--- Data provided Enclosed Below ---
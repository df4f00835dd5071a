//! Configuration loading and management

use std::path::PathBuf;
use std::str::FromStr;
use std::time::Duration;

use anyhow::{Context, Result};

use crate::grammar::{CommandGrammar, Intent};
use crate::session::DriverOptions;

/// Daemon configuration
#[derive(Debug, Clone)]
pub struct Config {
    /// Path to the Unix domain socket for IPC
    pub socket_path: PathBuf,

    /// Directory for runtime data
    pub data_dir: PathBuf,

    /// JSON file holding the Notes and Reminders lists
    pub lists_path: PathBuf,

    /// Recording is finalized automatically after this long
    pub session_timeout: Duration,

    /// Characters allowed before a command phrase
    pub match_slack: usize,

    /// List used when no command phrase is spoken
    pub default_intent: Intent,

    /// Start a new recording right after an entry is saved
    pub chain_recording: bool,
}

impl Config {
    /// Load configuration from environment and defaults
    pub fn load() -> Result<Self> {
        let data_dir = match std::env::var_os("NOTE_REMIND_DATA_DIR") {
            Some(dir) => PathBuf::from(dir),
            None => {
                let home = std::env::var("HOME").context("HOME is not set")?;
                PathBuf::from(&home)
                    .join(".local")
                    .join("share")
                    .join("note-remind")
            }
        };

        let session_timeout = env_parse::<u64>("NOTE_REMIND_TIMEOUT_MS")?
            .map(Duration::from_millis)
            .unwrap_or(Duration::from_secs(5));
        let match_slack =
            env_parse::<usize>("NOTE_REMIND_MATCH_SLACK")?.unwrap_or(CommandGrammar::DEFAULT_SLACK);
        let default_intent = match std::env::var("NOTE_REMIND_DEFAULT_INTENT") {
            Ok(raw) => raw
                .parse::<Intent>()
                .map_err(|e| anyhow::anyhow!("NOTE_REMIND_DEFAULT_INTENT: {e}"))?,
            Err(_) => Intent::default(),
        };
        let chain_recording = env_parse::<bool>("NOTE_REMIND_CHAIN")?.unwrap_or(false);

        if session_timeout.is_zero() {
            anyhow::bail!("NOTE_REMIND_TIMEOUT_MS must be greater than zero");
        }

        Ok(Self {
            socket_path: data_dir.join("daemon.sock"),
            lists_path: data_dir.join("lists.json"),
            data_dir,
            session_timeout,
            match_slack,
            default_intent,
            chain_recording,
        })
    }

    /// Ensure data directory exists
    pub fn ensure_dirs(&self) -> Result<()> {
        std::fs::create_dir_all(&self.data_dir)
            .with_context(|| format!("failed to create {}", self.data_dir.display()))?;
        Ok(())
    }

    /// Session driver settings derived from this config
    pub fn driver_options(&self) -> DriverOptions {
        DriverOptions {
            timeout: self.session_timeout,
            chain_recording: self.chain_recording,
        }
    }
}

/// Parse an optional environment variable
fn env_parse<T>(name: &str) -> Result<Option<T>>
where
    T: FromStr,
    T::Err: std::fmt::Display,
{
    match std::env::var(name) {
        Ok(raw) => raw
            .trim()
            .parse::<T>()
            .map(Some)
            .map_err(|e| anyhow::anyhow!("{name}={raw:?}: {e}")),
        Err(_) => Ok(None),
    }
}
--- End of Enclosed Data provided ---
Pull every line containing the string "crate" out of the data above and copy it.

== Written reply ==
use crate::grammar::{CommandGrammar, Intent};
use crate::session::DriverOptions;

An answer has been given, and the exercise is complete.